One could argue, however, that beyond a Fourth of July staple, “The Twilight Zone“ is as red, white and blue as the annual BBQ and parades, and this is why: The show, which ran for just five seasons from 1960-1964, is, at the very least, a reflection of our nation and people at a crossroads, between a World War and a New Frontier, the conformist 1950s and a counterculture waiting to explode, the comfort of peacetime and the fear of an atomic age. It’s both a history of our mid-20th century culture, and an X-Ray of humanity.
It is us.
Aside from pure horror, science fiction and fun — who doesn’t love the campy young William Shatner in “Nightmare at 20,000 Feet,” or the pre-“Kojak“ Telly Savalas in “Living Doll” ? — the real zeitgeist of the era comes through every one of the show’s 156 episodes. There is true pathos here, and meaning, thanks to superb writers (among them, creator Rod Serling, Charles Beaumont, Richard Matheson), and actors who acted their guts out with every line.
Serling, with trademark cigarette and smirk, served as a memorable guide whose introductions to each human vignette ranged from ham-handed to moralistic, and always slyly existential.

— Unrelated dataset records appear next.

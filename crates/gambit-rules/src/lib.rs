//! Rules oracle for the game session.
//!
//! The session never decides on its own whether a move is legal, what the
//! resulting position looks like, or whether the game is over. It asks a
//! [`RulesOracle`]. This crate provides:
//! - [`Position`] - an opaque, validated 6-field FEN position
//! - [`RulesOracle`] - the capability the session consumes
//! - [`CandidateMove`] - a legal move annotated with check and mate tags
//! - [`StandardRules`] - the standard-chess oracle, backed by `shakmaty`
//!
//! # Example
//!
//! ```
//! use gambit_core::{GameStatus, Square};
//! use gambit_rules::{RulesOracle, StandardRules};
//!
//! let rules = StandardRules;
//! let start = rules.new_position(None).unwrap();
//! assert_eq!(rules.legal_moves(&start, None).unwrap().len(), 20);
//!
//! let e2: Square = "e2".parse().unwrap();
//! let e4: Square = "e4".parse().unwrap();
//! let (next, mv) = rules.apply_move(&start, e2, e4, None).unwrap();
//! assert_eq!(mv.san.as_deref(), Some("e4"));
//! assert_eq!(rules.status(&next).unwrap(), GameStatus::Active);
//! ```

mod oracle;
mod position;
mod san;
mod standard;

pub use oracle::{CandidateMove, RulesError, RulesOracle};
pub use position::Position;
pub use standard::StandardRules;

A World War II paratrooper and demolitions specialist who earned a Purple Heart and Bronze Star in the Pacific operations, Serling is a stand-in for his generation and a country on the precipice: he warns of the “signposts ahead,” and there are many.

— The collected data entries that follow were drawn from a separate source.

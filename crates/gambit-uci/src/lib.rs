//! UCI (Universal Chess Interface) codec, seen from the GUI side.
//!
//! The session talks to an optional external engine. This crate formats the
//! commands it sends and parses the lines the engine answers with.
//!
//! # Commands sent
//!
//! - `uci` / `uciok` - Handshake
//! - `isready` / `readyok` - Synchronization
//! - `setoption name <id> [value <x>]` - Configure (e.g. `Skill Level`)
//! - `ucinewgame` - A new game starts
//! - `position fen <fen> [moves <move>...]` - Set position
//! - `go depth <d>` - Start search
//! - `stop` / `quit`
//!
//! # Messages parsed
//!
//! - `id name|author ...`
//! - `info depth <d> score cp <n>|mate <n> pv <moves>`
//! - `bestmove <move> [ponder <move>]`

mod command;
mod info;
mod message;

pub use command::{EngineCommand, GoOptions};
pub use info::{EngineInfo, Score};
pub use message::EngineMessage;

use thiserror::Error;

#[derive(Error, Debug, Clone, PartialEq, Eq)]
pub enum UciError {
    #[error("Invalid command: {0}")]
    InvalidCommand(String),
    #[error("Parse error: {0}")]
    ParseError(String),
}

Among them, five prevailing themes one recognizes time and again over the course of five seasons: nostalgia for the past, conformism and the loss of identity, man’s journey into space, nuclear war and the degradation of humanity.
And we watch, 50 years later, because the tangle of human foibles and dreams, obsessions and premonitions, still speak to us today.

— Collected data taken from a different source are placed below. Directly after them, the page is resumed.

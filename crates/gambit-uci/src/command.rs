//! Commands sent from the GUI to an engine.

use crate::UciError;

/// A command the session sends to an engine.
#[derive(Debug, Clone, PartialEq, Eq)]
pub enum EngineCommand {
    /// Switch the engine to UCI mode.
    Uci,
    /// Ask whether the engine is ready.
    IsReady,
    /// Tell the engine a new game begins.
    UciNewGame,
    /// Set an engine option.
    SetOption { name: String, value: Option<String> },
    /// Set up a position. `fen: None` means the standard start.
    Position {
        fen: Option<String>,
        moves: Vec<String>,
    },
    /// Start calculating.
    Go(GoOptions),
    /// Stop calculating.
    Stop,
    /// Quit the engine.
    Quit,
}

/// Options for the `go` command.
#[derive(Debug, Clone, PartialEq, Eq, Default)]
pub struct GoOptions {
    /// Search to this depth.
    pub depth: Option<u32>,
    /// Search for exactly this time in milliseconds.
    pub movetime: Option<u64>,
    /// Search until `stop`.
    pub infinite: bool,
}

impl GoOptions {
    pub fn depth(depth: u32) -> Self {
        GoOptions {
            depth: Some(depth),
            ..Default::default()
        }
    }
}

impl EngineCommand {
    /// `setoption name <name> value <value>`.
    pub fn set_option(name: impl Into<String>, value: impl ToString) -> Self {
        EngineCommand::SetOption {
            name: name.into(),
            value: Some(value.to_string()),
        }
    }

    /// `position fen <fen>` with no trailing moves.
    pub fn position_fen(fen: impl Into<String>) -> Self {
        EngineCommand::Position {
            fen: Some(fen.into()),
            moves: Vec::new(),
        }
    }

    /// Format as a single UCI line (without newline).
    pub fn to_uci(&self) -> String {
        match self {
            EngineCommand::Uci => "uci".to_string(),
            EngineCommand::IsReady => "isready".to_string(),
            EngineCommand::UciNewGame => "ucinewgame".to_string(),
            EngineCommand::SetOption { name, value } => match value {
                Some(v) => format!("setoption name {} value {}", name, v),
                None => format!("setoption name {}", name),
            },
            EngineCommand::Position { fen, moves } => {
                let mut line = match fen {
                    Some(f) => format!("position fen {}", f),
                    None => "position startpos".to_string(),
                };
                if !moves.is_empty() {
                    line.push_str(" moves ");
                    line.push_str(&moves.join(" "));
                }
                line
            }
            EngineCommand::Go(opts) => {
                let mut parts = vec!["go".to_string()];
                if let Some(d) = opts.depth {
                    parts.push(format!("depth {}", d));
                }
                if let Some(t) = opts.movetime {
                    parts.push(format!("movetime {}", t));
                }
                if opts.infinite {
                    parts.push("infinite".to_string());
                }
                parts.join(" ")
            }
            EngineCommand::Stop => "stop".to_string(),
            EngineCommand::Quit => "quit".to_string(),
        }
    }

    /// Parse a UCI command line. Used by test engines that read what the
    /// session writes.
    pub fn parse(input: &str) -> Result<Self, UciError> {
        let input = input.trim();
        let mut parts = input.split_whitespace();

        match parts.next().unwrap_or("") {
            "uci" => Ok(EngineCommand::Uci),
            "isready" => Ok(EngineCommand::IsReady),
            "ucinewgame" => Ok(EngineCommand::UciNewGame),
            "stop" => Ok(EngineCommand::Stop),
            "quit" => Ok(EngineCommand::Quit),
            "setoption" => Self::parse_setoption(parts),
            "position" => Self::parse_position(parts),
            "go" => Ok(Self::parse_go(parts)),
            _ => Err(UciError::InvalidCommand(input.to_string())),
        }
    }

    fn parse_setoption<'a>(parts: impl Iterator<Item = &'a str>) -> Result<Self, UciError> {
        let parts: Vec<&str> = parts.collect();
        if parts.first() != Some(&"name") {
            return Err(UciError::ParseError("expected 'name'".to_string()));
        }
        let value_idx = parts.iter().position(|&s| s == "value");
        let name_end = value_idx.unwrap_or(parts.len());
        let name = parts[1..name_end].join(" ");
        if name.is_empty() {
            return Err(UciError::ParseError("empty option name".to_string()));
        }
        let value = value_idx.map(|i| parts[i + 1..].join(" "));
        Ok(EngineCommand::SetOption { name, value })
    }

    fn parse_position<'a>(mut parts: impl Iterator<Item = &'a str>) -> Result<Self, UciError> {
        let fen = match parts.next() {
            Some("startpos") => None,
            Some("fen") => Some(String::new()),
            Some(other) => {
                return Err(UciError::ParseError(format!(
                    "Expected 'startpos' or 'fen', got '{}'",
                    other
                )))
            }
            None => {
                return Err(UciError::ParseError(
                    "Expected 'startpos' or 'fen'".to_string(),
                ))
            }
        };

        let rest: Vec<&str> = parts.collect();
        let moves_idx = rest.iter().position(|&s| s == "moves");
        let (fen_parts, moves) = match moves_idx {
            Some(i) => (&rest[..i], &rest[i + 1..]),
            None => (&rest[..], &rest[rest.len()..]),
        };

        let fen = match fen {
            Some(_) if fen_parts.is_empty() => {
                return Err(UciError::ParseError("empty FEN".to_string()))
            }
            Some(_) => Some(fen_parts.join(" ")),
            None => None,
        };

        Ok(EngineCommand::Position {
            fen,
            moves: moves.iter().map(|s| s.to_string()).collect(),
        })
    }

    fn parse_go<'a>(parts: impl Iterator<Item = &'a str>) -> Self {
        let mut opts = GoOptions::default();
        let parts: Vec<&str> = parts.collect();
        let mut i = 0;

        while i < parts.len() {
            match parts[i] {
                "depth" => {
                    i += 1;
                    opts.depth = parts.get(i).and_then(|s| s.parse().ok());
                }
                "movetime" => {
                    i += 1;
                    opts.movetime = parts.get(i).and_then(|s| s.parse().ok());
                }
                "infinite" => opts.infinite = true,
                _ => {}
            }
            i += 1;
        }

        EngineCommand::Go(opts)
    }
}

#[cfg(test)]
mod tests {
    use super::*;

    #[test]
    fn format_simple_commands() {
        assert_eq!(EngineCommand::Uci.to_uci(), "uci");
        assert_eq!(EngineCommand::IsReady.to_uci(), "isready");
        assert_eq!(EngineCommand::UciNewGame.to_uci(), "ucinewgame");
        assert_eq!(EngineCommand::Quit.to_uci(), "quit");
    }

    #[test]
    fn format_setoption() {
        assert_eq!(
            EngineCommand::set_option("Skill Level", 12).to_uci(),
            "setoption name Skill Level value 12"
        );
    }

    #[test]
    fn format_position_and_go() {
        let fen = "rnbqkbnr/pppppppp/8/8/4P3/8/PPPP1PPP/RNBQKBNR b KQkq e3 0 1";
        assert_eq!(
            EngineCommand::position_fen(fen).to_uci(),
            format!("position fen {}", fen)
        );
        let startpos = EngineCommand::Position {
            fen: None,
            moves: vec!["e2e4".into(), "e7e5".into()],
        };
        assert_eq!(startpos.to_uci(), "position startpos moves e2e4 e7e5");
        assert_eq!(EngineCommand::Go(GoOptions::depth(18)).to_uci(), "go depth 18");
    }

    #[test]
    fn parse_setoption_with_spaces() {
        assert_eq!(
            EngineCommand::parse("setoption name Skill Level value 5").unwrap(),
            EngineCommand::SetOption {
                name: "Skill Level".into(),
                value: Some("5".into())
            }
        );
        assert!(EngineCommand::parse("setoption value 5").is_err());
    }

    #[test]
    fn parse_position_fen_with_moves() {
        let cmd = EngineCommand::parse(
            "position fen rnbqkbnr/pppppppp/8/8/4P3/8/PPPP1PPP/RNBQKBNR b KQkq e3 0 1 moves e7e5",
        )
        .unwrap();
        assert_eq!(
            cmd,
            EngineCommand::Position {
                fen: Some("rnbqkbnr/pppppppp/8/8/4P3/8/PPPP1PPP/RNBQKBNR b KQkq e3 0 1".into()),
                moves: vec!["e7e5".into()]
            }
        );
    }

    #[test]
    fn parse_position_errors() {
        assert!(EngineCommand::parse("position").is_err());
        assert!(EngineCommand::parse("position fen").is_err());
        assert!(EngineCommand::parse("position somewhere").is_err());
    }

    #[test]
    fn parse_go_depth() {
        assert_eq!(
            EngineCommand::parse("go depth 10").unwrap(),
            EngineCommand::Go(GoOptions::depth(10))
        );
        let EngineCommand::Go(opts) = EngineCommand::parse("go infinite").unwrap() else {
            panic!("Expected Go command");
        };
        assert!(opts.infinite);
    }

    #[test]
    fn unknown_command_is_rejected() {
        assert!(matches!(
            EngineCommand::parse("fly"),
            Err(UciError::InvalidCommand(_))
        ));
    }
}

As a nation at war since 9/11, do we not fear a military brinkmanship that would bring about an end of days, so eerily imagined in several episodes, whether directly (“Probe 7 Over and Out,” “Third from the Sun,” or “Two“), or metaphorically (“Where is Everybody?“, “Midnight Sun“)? As a veteran himself, Serling seemed determined to understand how one side makes the other inhuman in order to annihilate, so jarringly painted in “A Quality of Mercy,” and the once banned-from-syndication, “The Encounter,” each exploring the American-Japanese hatred and guilt that animated both sides during and after World War II, not even 20 years before.
After more than 10 years at war in the Middle East, how conditioned are we today to our own prejudices, our fears of “the enemy,” here, and abroad?
In Serling’s post-War time, an era of rapid technological advancement and consumerism archly depicted in today’s “Mad Men,” led in part to a yearning for simplicity, a scaling back of the drive for material successes that seemed less fulfilling with every passing year. “A Stop in Willoughby” could have been a mantra for a generation of men in Gray Flannel Suits. The same goes for “Walking Distance,” when a man momentarily leaves the rat race for a return to his hometown (based on Serling’s own), and childhood.
In many cases, themes overlap in powerful ways, like in the popular “Time Enough at Last,” starring Burgess Meredith as a man scorned for reading books and poetry his unsympathetic wife calls “doggerel,” hinting at not only a rigid conformism, but a mainstream anti-intellectualism in society that Ray Bradbury eloquently foreshadowed in his own book, Farehnheit 451. After a nuclear blast leaves Henry Bemis the last man on earth, it is the books that become both a source of hope and pain. Meredith went on to play the doomed librarian in the equally prophetic, “The Obsolete Man,” too.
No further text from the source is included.